Old Loyalty, New Love by Mary Calmes ★★★ is a…shapeshifter romance. Okay, fine, after years and years of saying I don’t care about werewolves and I don’t want to read any books about them, I guess I’m into them now. Ha! But this one really isn’t a werewolf romance– the protag is a jackal shifter, it’s a totally different thing! 😛 But for real, it’s a very sweet story about family and love (and jackal pack dynamics), and it has some interesting character thingies. For instance, the protag’s romantic interest is horribly scarred from a car accident; he is also snarky af and completely heads-over-heels in love with the protag, and it’s adorable. The protag, meanwhile, is super competant and everybody loves him, though he realizes neither of these things.

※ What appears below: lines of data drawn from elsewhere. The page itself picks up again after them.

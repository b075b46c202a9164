use std::path::{Path, PathBuf};

use anyhow::{Context, anyhow};
use parking_lot::Mutex;
use serde::{Deserialize, Serialize};
use time::OffsetDateTime;
use tracing::{debug, error, warn};
use zeroize::Zeroizing;

use crate::backend::KeyBackend;
use crate::codegen;
use crate::crypto::{self, KdfParams, MasterKey, Sealed};
use crate::encoding::OtpType;
use crate::entry::{CredentialEntry, FetchedEntry, InvalidEntryStub, LiveCode};
use crate::error::{CodeError, StoreError};

const VAULT_VERSION: u32 = 1;

#[derive(Debug, Serialize, Deserialize, Clone)]
struct StoredEntry {
    #[serde(flatten)]
    entry: CredentialEntry,
    created_at: String,
    updated_at: String,
}

/// On-disk layout: the master key wrapped under the password, and the
/// entry list (JSON) sealed under the master key.
#[derive(Serialize, Deserialize)]
struct VaultFile {
    version: u32,
    kdf: KdfParams,
    wrapped_key: Sealed,
    entries: Sealed,
}

struct Persistence {
    path: PathBuf,
    kdf: KdfParams,
    wrapped_key: Sealed,
    master_key: MasterKey,
}

/// Credential store: entries kept sorted by identifier, optionally backed
/// by an encrypted file that is rewritten after every change.
pub struct Vault {
    entries: Mutex<Vec<StoredEntry>>,
    persistence: Option<Persistence>,
}

impl Vault {
    pub fn in_memory() -> Self {
        Self {
            entries: Mutex::new(Vec::new()),
            persistence: None,
        }
    }

    pub fn create(path: &Path, password: &str) -> Result<Self, StoreError> {
        Self::create_with(path, password, KdfParams::generate())
    }

    pub fn create_with(path: &Path, password: &str, kdf: KdfParams) -> Result<Self, StoreError> {
        if path.exists() {
            return Err(StoreError::AlreadyExists(path.to_path_buf()));
        }
        if let Some(parent) = path.parent() {
            std::fs::create_dir_all(parent)
                .with_context(|| format!("cannot create {}", parent.display()))?;
        }

        let master_key = crypto::generate_master_key();
        let wrapped_key = crypto::wrap_master_key(password, &kdf, &master_key)?;
        let vault = Self {
            entries: Mutex::new(Vec::new()),
            persistence: Some(Persistence {
                path: path.to_path_buf(),
                kdf,
                wrapped_key,
                master_key,
            }),
        };
        vault.save(&[])?;
        debug!(path = %path.display(), "vault created");
        Ok(vault)
    }

    pub fn open(path: &Path, password: &str) -> Result<Self, StoreError> {
        if !path.exists() {
            return Err(StoreError::Missing(path.to_path_buf()));
        }
        let data = std::fs::read_to_string(path)
            .with_context(|| format!("cannot read vault file {}", path.display()))?;
        let file: VaultFile = serde_json::from_str(&data)
            .with_context(|| format!("malformed vault file {}", path.display()))?;
        if file.version != VAULT_VERSION {
            return Err(anyhow!("unsupported vault version {}", file.version).into());
        }

        let master_key = crypto::unwrap_master_key(password, &file.kdf, &file.wrapped_key)?;
        let plain = crypto::open(&master_key, &file.entries)?
            .ok_or_else(|| anyhow!("vault contents are corrupted"))?;
        let entries: Vec<StoredEntry> =
            serde_json::from_slice(&plain).context("malformed vault contents")?;
        debug!(path = %path.display(), count = entries.len(), "vault opened");

        Ok(Self {
            entries: Mutex::new(entries),
            persistence: Some(Persistence {
                path: path.to_path_buf(),
                kdf: file.kdf,
                wrapped_key: file.wrapped_key,
                master_key,
            }),
        })
    }

    pub fn path(&self) -> Option<&Path> {
        self.persistence.as_ref().map(|p| p.path.as_path())
    }

    pub fn len(&self) -> usize {
        self.entries.lock().len()
    }

    pub fn is_empty(&self) -> bool {
        self.entries.lock().is_empty()
    }

    pub fn identifiers(&self) -> Vec<String> {
        self.entries
            .lock()
            .iter()
            .map(|s| s.entry.identifier.clone())
            .collect()
    }

    fn save(&self, entries: &[StoredEntry]) -> anyhow::Result<()> {
        let Some(persistence) = &self.persistence else {
            return Ok(());
        };

        let json = Zeroizing::new(serde_json::to_vec(entries)?);
        let file = VaultFile {
            version: VAULT_VERSION,
            kdf: persistence.kdf.clone(),
            wrapped_key: persistence.wrapped_key.clone(),
            entries: crypto::seal(&persistence.master_key, &json)?,
        };

        // Write next to the target and rename, so a crash never leaves a
        // half-written vault.
        let tmp = persistence.path.with_extension("tmp");
        std::fs::write(&tmp, serde_json::to_string_pretty(&file)?)
            .with_context(|| format!("cannot write {}", tmp.display()))?;
        set_perms_restrictive(&tmp)?;
        std::fs::rename(&tmp, &persistence.path)
            .with_context(|| format!("cannot replace {}", persistence.path.display()))?;
        Ok(())
    }

    /// Apply `change` to a copy of the list; keep it only if the change
    /// succeeded and could be written.
    fn mutate(&self, change: impl FnOnce(&mut Vec<StoredEntry>) -> bool) -> bool {
        let mut entries = self.entries.lock();
        let mut updated = entries.clone();
        if !change(&mut updated) {
            return false;
        }
        updated.sort_by(|a, b| a.entry.identifier.cmp(&b.entry.identifier));

        if let Err(e) = self.save(&updated) {
            error!("failed to write the vault: {e:#}");
            return false;
        }
        *entries = updated;
        true
    }
}

impl Vault {
    /// Every entry with its code at `unix_time`.
    pub fn fetch_entries_at(&self, unix_time: u64) -> Vec<FetchedEntry> {
        self.live_codes(Ok(unix_time))
    }

    fn live_codes(&self, now: Result<u64, CodeError>) -> Vec<FetchedEntry> {
        let entries = self.entries.lock();

        entries
            .iter()
            .map(|stored| {
                let entry = &stored.entry;
                let code = now
                    .clone()
                    .and_then(|now| codegen::calculate(entry, now).map(|code| (code, now)));
                match code {
                    Ok((current_code, now)) => FetchedEntry::Valid(LiveCode {
                        identifier: entry.identifier.clone(),
                        issuer: entry.issuer.clone(),
                        current_code,
                        otp_type: entry.otp_type,
                        hash_algorithm: entry.hash_algorithm,
                        period: entry.period,
                        hotp_counter: entry.counter_or_offset,
                        window_elapsed: codegen::window_elapsed(entry, now),
                    }),
                    Err(e) => {
                        warn!(identifier = %entry.identifier, "unable to calculate the code: {e}");
                        FetchedEntry::Invalid(InvalidEntryStub {
                            identifier: entry.identifier.clone(),
                            reason: e.to_string(),
                        })
                    }
                }
            })
            .collect()
    }
}

impl KeyBackend for Vault {
    fn fetch_entries(&self) -> Option<Vec<FetchedEntry>> {
        Some(self.live_codes(codegen::unix_now()))
    }

    fn resolve_by_identifier(&self, identifier: &str) -> Option<CredentialEntry> {
        self.entries
            .lock()
            .iter()
            .find(|s| s.entry.identifier == identifier)
            .map(|s| s.entry.clone())
    }

    fn add_entry(&self, entry: &CredentialEntry) -> bool {
        let now = timestamp();
        let added = self.mutate(|entries| {
            if entries.iter().any(|s| s.entry.identifier == entry.identifier) {
                warn!(identifier = %entry.identifier, "an entry with this identifier already exists");
                return false;
            }
            entries.push(StoredEntry {
                entry: entry.clone(),
                created_at: now.clone(),
                updated_at: now,
            });
            true
        });
        if added {
            debug!(identifier = %entry.identifier, "new key was added");
        }
        added
    }

    fn update_entry(&self, original: &str, entry: &CredentialEntry) -> bool {
        let now = timestamp();
        self.mutate(|entries| {
            if entry.identifier != original
                && entries.iter().any(|s| s.entry.identifier == entry.identifier)
            {
                warn!(identifier = %entry.identifier, "cannot rename onto an existing entry");
                return false;
            }
            let Some(stored) = entries.iter_mut().find(|s| s.entry.identifier == original) else {
                warn!(identifier = original, "no entry to update");
                return false;
            };
            stored.entry = entry.clone();
            stored.updated_at = now;
            true
        })
    }

    fn delete_entry(&self, identifier: &str) -> bool {
        self.mutate(|entries| {
            let before = entries.len();
            entries.retain(|s| s.entry.identifier != identifier);
            entries.len() != before
        })
    }

    fn increment_hotp_counter(&self, identifier: &str) -> bool {
        let now = timestamp();
        self.mutate(|entries| {
            let Some(stored) = entries.iter_mut().find(|s| s.entry.identifier == identifier) else {
                warn!(identifier, "unable to locate the entry");
                return false;
            };
            if OtpType::from_code(stored.entry.otp_type) != Some(OtpType::Hotp) {
                warn!(identifier, "cannot increment the counter of a non-HOTP entry");
                return false;
            }
            let Some(next) = stored.entry.counter_or_offset.checked_add(1) else {
                return false;
            };
            stored.entry.counter_or_offset = next;
            stored.updated_at = now;
            true
        })
    }

    fn is_properly_encoded(&self, encoding: i32, secret: &str) -> bool {
        codegen::decode_secret(encoding, secret).is_ok()
    }
}

fn timestamp() -> String {
    OffsetDateTime::now_utc()
        .format(&time::format_description::well_known::Rfc3339)
        .unwrap_or_default()
}

#[cfg(unix)]
fn set_perms_restrictive(path: &Path) -> std::io::Result<()> {
    use std::os::unix::fs::PermissionsExt;
    let mut perms = std::fs::metadata(path)?.permissions();
    perms.set_mode(0o600);
    std::fs::set_permissions(path, perms)
}

#[cfg(not(unix))]
fn set_perms_restrictive(_path: &Path) -> std::io::Result<()> {
    Ok(())
}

It strongly reminded me of MC’s book Frog, which had a protag who everybody loved and he didn’t realize it. It’s cute, but can get tiring after a while. Luckily OLNL was a little more loose-goosey with the overwhelming affection for at least the first half of the book. I really liked the first half in particular! While the second half wasn’t bad, it had a lot of plot threads tied up almost too neatly. Like, protag hasn’t spoken to his family in 17 years after coming out as gay: meets back up with family and surprise! they’re all totally fine with him 2. I’m not saying I want characters to get shit on for 300 pages before getting a happy ending, but going from “pining lonely guy” to “getting everything you ever wanted and you just have to stand there looking cute and giving people hugs to get it” is a little jarring. Maybe it was a tone thing? The first half of the book had a very different feeling than the last half. idk.

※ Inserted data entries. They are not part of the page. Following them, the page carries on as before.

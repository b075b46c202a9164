//! Credential entry lifecycle and live code refresh for an OTP
//! authenticator.
//!
//! [`edit::EntryEditSession`] validates and saves one entry at a time,
//! merging scanned [`otpauth`] parameters into the form.
//! [`live::LiveCodeRegistry`] keeps the list of current codes and their
//! countdowns, driven by a once-per-second tick. Both talk to the store
//! through [`backend::KeyBackend`]; [`store::Vault`] is the bundled one.

pub mod backend;
pub mod codegen;
pub mod config;
pub mod crypto;
pub mod edit;
pub mod encoding;
pub mod entry;
pub mod error;
pub mod live;
pub mod otpauth;
pub mod store;
pub mod validate;

#[cfg(test)]
mod testing;

pub use backend::{ImportSource, KeyBackend};
pub use edit::{EditMode, EntryEditSession, Navigation};
pub use entry::CredentialEntry;
pub use error::{EditError, StoreError, ValidationError};
pub use live::{LiveCodeRegistry, TickOutcome, group_code};
pub use store::Vault;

Would definitely read this again, though. It’s kinda smoopy, but I liked it!
Waiting for Clark by Annabeth Albert ★★★ is a short story that you can download here for free! It’s a contemporary romance, starring two dudes with (again) major communication problems. They’re totally into each other, but missed an opportunity to start something and have pined (from separate countries) for five years. But now they’re on the same continent, stuck in a house together, and Things Happen. It was cute, especially with the setting of a comic book convention. Not my favorite AA story ever, but cute nonetheless.
I’ve had Lessons in Love by Charlie Cochrane ★★½ on my TBR since something like 2013, so it’s high time I got to reading it! It’s a historical mystery with romance, set in early 1900s England in a college. The two protags are college fellows, the mystery is a serial killer, and it wasn’t terrible at all. I didn’t find the stilted narrative style particularly thrilling, but the characters were so adorable3 and the mystery was fairly good, so I stuck with it. I would read more in the series for the characters alone!

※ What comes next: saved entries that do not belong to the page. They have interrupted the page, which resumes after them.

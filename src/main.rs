mod clipboard;
mod prompt;

use std::sync::Arc;
use std::time::Duration;

use anyhow::{anyhow, bail};
use clap::{Args, Parser, Subcommand};
use otpdeck::config::{self, Settings};
use otpdeck::edit::ImportOutcome;
use otpdeck::encoding::{self, Domain, OtpType};
use otpdeck::live::LiveEntryState;
use otpdeck::otpauth::OtpAuthUri;
use otpdeck::{
    EditMode, EntryEditSession, KeyBackend, LiveCodeRegistry, Navigation, TickOutcome, Vault,
};
use tracing_appender::non_blocking::WorkerGuard;
use tracing_subscriber::EnvFilter;

use crate::clipboard::copy_to_clipboard;
use crate::prompt::{prompt_new_password, prompt_password_hidden, prompt_required};

#[derive(Parser, Debug)]
#[command(name = "otpdeck", version, about = "One-time password authenticator")]
struct Cli {
    #[command(subcommand)]
    command: Commands,
}

#[derive(Subcommand, Debug)]
enum Commands {
    /// Create the encrypted vault
    Init,

    /// Add a new entry
    ///
    /// Examples:
    ///   otpdeck add --identifier github --secret JBSWY3DPEHPK3PXP
    ///   otpdeck add --uri 'otpauth://totp/GitHub:me?secret=JBSWY3DPEHPK3PXP'
    Add {
        /// otpauth:// URI from a QR code
        #[arg(long)]
        uri: Option<String>,
        #[command(flatten)]
        fields: EntryArgs,
    },

    /// Change an existing entry
    Edit {
        identifier: String,
        /// otpauth:// URI from a QR code
        #[arg(long)]
        uri: Option<String>,
        #[command(flatten)]
        fields: EntryArgs,
    },

    /// Delete an entry
    Rm { identifier: String },

    /// Advance the counter of an HOTP entry
    Next { identifier: String },

    /// List entries with their current codes
    Ls,

    /// Keep the list on screen, updating every second
    Watch,

    /// Print (or copy) the current code of one entry
    Code {
        identifier: String,
        /// Copy to the clipboard instead of printing
        #[arg(long)]
        clip: bool,
    },

    /// Show or change settings
    Config {
        #[command(subcommand)]
        cmd: ConfigCommands,
    },
}

#[derive(Subcommand, Debug)]
enum ConfigCommands {
    /// Print settings and paths
    Show,
    /// Change a setting, e.g. `otpdeck config set show_issuer true`
    Set { key: String, value: String },
}

/// Form fields. Anything given here counts as typed by the user.
#[derive(Args, Debug, Default)]
struct EntryArgs {
    #[arg(long)]
    identifier: Option<String>,
    #[arg(long)]
    issuer: Option<String>,
    #[arg(long)]
    secret: Option<String>,
    /// HEX or Base32
    #[arg(long)]
    encoding: Option<String>,
    /// TOTP or HOTP
    #[arg(long = "type")]
    otp_type: Option<String>,
    /// 6, 7 or 8
    #[arg(long, allow_negative_numbers = true)]
    digits: Option<i64>,
    /// SHA1, SHA256 or SHA512
    #[arg(long)]
    algorithm: Option<String>,
    /// TOTP time step in seconds
    #[arg(long, allow_negative_numbers = true)]
    period: Option<i64>,
    /// HOTP counter or TOTP time offset
    #[arg(long, allow_negative_numbers = true)]
    counter: Option<i64>,
}

impl EntryArgs {
    fn apply(self, session: &mut EntryEditSession) {
        if let Some(v) = self.identifier {
            session.set_identifier(v);
        }
        if let Some(v) = self.issuer {
            session.set_issuer(v);
        }
        if let Some(v) = self.secret {
            session.set_secret(v);
        }
        if let Some(v) = self.encoding {
            session.set_secret_encoding(v);
        }
        if let Some(v) = self.otp_type {
            session.set_otp_type(v);
        }
        if let Some(v) = self.digits {
            session.set_digit_count(v);
        }
        if let Some(v) = self.algorithm {
            session.set_hash_algorithm(v);
        }
        if let Some(v) = self.period {
            session.set_period(v);
        }
        if let Some(v) = self.counter {
            session.set_counter_or_offset(v);
        }
    }
}

fn main() -> anyhow::Result<()> {
    let cli = Cli::parse();
    let settings = Settings::load()?;
    let _guard = init_logging(&settings)?;

    match cli.command {
        Commands::Init => cmd_init(&settings)?,
        Commands::Add { uri, fields } => cmd_edit(&settings, EditMode::New, uri, fields)?,
        Commands::Edit {
            identifier,
            uri,
            fields,
        } => cmd_edit(&settings, EditMode::Editing(identifier), uri, fields)?,
        Commands::Rm { identifier } => cmd_rm(&settings, &identifier)?,
        Commands::Next { identifier } => cmd_next(&settings, &identifier)?,
        Commands::Ls => cmd_ls(&settings)?,
        Commands::Watch => cmd_watch(&settings)?,
        Commands::Code { identifier, clip } => cmd_code(&settings, &identifier, clip)?,
        Commands::Config { cmd } => match cmd {
            ConfigCommands::Show => cmd_config_show(&settings)?,
            ConfigCommands::Set { key, value } => cmd_config_set(settings, &key, &value)?,
        },
    }

    Ok(())
}

/// stderr by default; the daily log file under the data dir when
/// `log_to_file` is on. `RUST_LOG` picks the level.
fn init_logging(settings: &Settings) -> anyhow::Result<Option<WorkerGuard>> {
    let filter = EnvFilter::try_from_default_env().unwrap_or_else(|_| EnvFilter::new("warn"));

    if settings.log_to_file {
        let log_dir = config::data_dir()?.join("logs");
        std::fs::create_dir_all(&log_dir)?;
        let file_appender = tracing_appender::rolling::daily(log_dir, "otpdeck.log");
        let (non_blocking, guard) = tracing_appender::non_blocking(file_appender);
        tracing_subscriber::fmt()
            .with_env_filter(filter)
            .with_writer(non_blocking)
            .with_ansi(false)
            .with_target(false)
            .init();
        return Ok(Some(guard));
    }

    tracing_subscriber::fmt()
        .with_env_filter(filter)
        .with_writer(std::io::stderr)
        .with_target(false)
        .init();
    Ok(None)
}

fn open_vault(settings: &Settings) -> anyhow::Result<Arc<Vault>> {
    let path = settings.vault_path()?;
    if !path.exists() {
        bail!("No vault at {}, run `otpdeck init` first.", path.display());
    }
    let password = prompt_password_hidden("Master password: ")?;
    Ok(Arc::new(Vault::open(&path, &password)?))
}

fn cmd_init(settings: &Settings) -> anyhow::Result<()> {
    let path = settings.vault_path()?;
    if path.exists() {
        println!("Vault already exists at: {}", path.display());
        return Ok(());
    }

    let password = prompt_new_password()?;
    Vault::create(&path, &password)?;
    println!("Initialized vault at {}", path.display());
    Ok(())
}

fn cmd_edit(
    settings: &Settings,
    mode: EditMode,
    uri: Option<String>,
    fields: EntryArgs,
) -> anyhow::Result<()> {
    let vault = open_vault(settings)?;
    let mut session = EntryEditSession::start(vault.clone(), mode)?;

    if let Some(uri) = uri {
        match session.apply_import(&OtpAuthUri::parse(&uri))? {
            ImportOutcome::Applied => {}
            ImportOutcome::NotReady => bail!("Not an otpauth:// URI: {uri}"),
        }
    }
    fields.apply(&mut session);

    if session.form().identifier.trim().is_empty() {
        session.set_identifier(prompt_required("Identifier: ")?);
    }
    if session.form().secret.trim().is_empty() {
        session.set_secret(prompt_password_hidden("Secret: ")?);
    }

    if let Some(reason) = session.save_blocker() {
        bail!("{reason}");
    }
    let navigation = session.commit()?;
    println!("Saved entry {}", session.form().identifier.trim());

    // Editing closes the detail view too: land back on the list.
    if navigation == Navigation::CloseEditorAndDetail {
        println!("Closed edit and detail views ({} levels).", navigation.levels());
        let mut registry = LiveCodeRegistry::new(vault);
        registry.refresh();
        print_entries(&registry, settings);
    }
    Ok(())
}

fn cmd_rm(settings: &Settings, identifier: &str) -> anyhow::Result<()> {
    let vault = open_vault(settings)?;
    if !vault.delete_entry(identifier) {
        bail!("Failed to remove the entry '{identifier}'");
    }
    println!("Removed {identifier}");
    Ok(())
}

fn cmd_next(settings: &Settings, identifier: &str) -> anyhow::Result<()> {
    let vault = open_vault(settings)?;
    if !vault.increment_hotp_counter(identifier) {
        bail!("Cannot increment the HOTP counter for '{identifier}'");
    }
    cmd_code_with(vault, identifier, false)
}

fn cmd_ls(settings: &Settings) -> anyhow::Result<()> {
    let vault = open_vault(settings)?;
    let mut registry = LiveCodeRegistry::new(vault);
    registry.refresh();
    print_entries(&registry, settings);
    Ok(())
}

fn cmd_watch(settings: &Settings) -> anyhow::Result<()> {
    let vault = open_vault(settings)?;
    let mut registry = LiveCodeRegistry::new(vault);
    registry.refresh();

    loop {
        // Clear screen, cursor home.
        print!("\x1b[2J\x1b[H");
        print_entries(&registry, settings);
        println!("\nCtrl+C to quit.");
        std::thread::sleep(Duration::from_secs(1));
        // The tick counts from each refresh; the real window may end first.
        if registry.tick() == TickOutcome::Advanced && registry.next_rollover() == Some(0) {
            registry.refresh();
        }
    }
}

fn cmd_code(settings: &Settings, identifier: &str, clip: bool) -> anyhow::Result<()> {
    let vault = open_vault(settings)?;
    cmd_code_with(vault, identifier, clip)
}

fn cmd_code_with(vault: Arc<Vault>, identifier: &str, clip: bool) -> anyhow::Result<()> {
    let mut registry = LiveCodeRegistry::new(vault);
    registry.refresh();
    let entry = registry
        .get(identifier)
        .ok_or_else(|| anyhow!("No entry named '{identifier}'"))?;
    if let Some(reason) = entry.error() {
        bail!("{identifier}: {reason}");
    }

    if clip {
        copy_to_clipboard(&entry.code)?;
        println!("OTP code copied to clipboard.");
    } else {
        println!("{}", entry.code);
    }
    Ok(())
}

fn cmd_config_show(settings: &Settings) -> anyhow::Result<()> {
    println!("config: {}", config::config_path()?.display());
    println!("vault:  {}", settings.vault_path()?.display());
    println!("{}", serde_json::to_string_pretty(settings)?);
    Ok(())
}

fn cmd_config_set(mut settings: Settings, key: &str, value: &str) -> anyhow::Result<()> {
    settings.set(key, value)?;
    settings.save_to(&config::config_path()?)?;
    println!("{key} = {value}");
    Ok(())
}

fn print_entries(registry: &LiveCodeRegistry, settings: &Settings) {
    if registry.is_empty() {
        println!("No entries yet, add one with `otpdeck add`.");
        return;
    }
    for entry in registry.entries() {
        println!("{}", entry_line(entry, settings));
    }
}

fn entry_line(entry: &LiveEntryState, settings: &Settings) -> String {
    if let Some(reason) = entry.error() {
        return format!("{:<28} ERROR: {reason}", entry.identifier);
    }

    let is_hotp = OtpType::from_code(entry.otp_type) == Some(OtpType::Hotp);
    let mut line = format!("{:<28} {:>9}", entry.identifier, entry.display_code);
    if !is_hotp {
        let left = entry.seconds_left();
        line.push_str(&format!(
            "  {} {left:>2}s",
            countdown_bar(entry.period - left, entry.period)
        ));
    }
    if settings.show_issuer {
        if let Some(issuer) = &entry.issuer {
            line.push_str(&format!("  [{issuer}]"));
        }
    }
    if settings.show_hash_algorithm {
        line.push_str(&format!(
            "  {}",
            encoding::to_label(entry.hash_algorithm, Domain::HashAlgorithm)
        ));
    }
    if settings.show_hotp_counter && is_hotp {
        line.push_str(&format!("  #{}", entry.hotp_counter));
    }
    line
}

/// Ten-cell bar for the part of the period already used up.
fn countdown_bar(used: i64, period: i64) -> String {
    let cells = if period > 0 {
        (used.clamp(0, period) * 10 / period) as usize
    } else {
        0
    };
    format!("{}{}", "#".repeat(cells), ".".repeat(10 - cells))
}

Among the Living by Jordan Castillo Price ★★ is the last book I read this week, and it’s the first in her PsyCop series. It’s also actually a novella, something that I didn’t realize before starting it. I’m kinda getting tired of these novella-length books. On the one hand, I end up reading a lot more. On the other, it’s very hard to get into a story when it’s only 89 pages long and there’s barely any time for worldbuilding, let alone character development. So it’s not a huge surprise that I was left fairly unsatisfied with this, despite the excellent creepy atmosphere and the intriguing setting of a world where psychics work in the police force and ghosts totally exist. Did not understand the protag’s dynamic with his romantic interest, also. Will probably end up reading the rest of the series, if only to find out more about the protag and his world.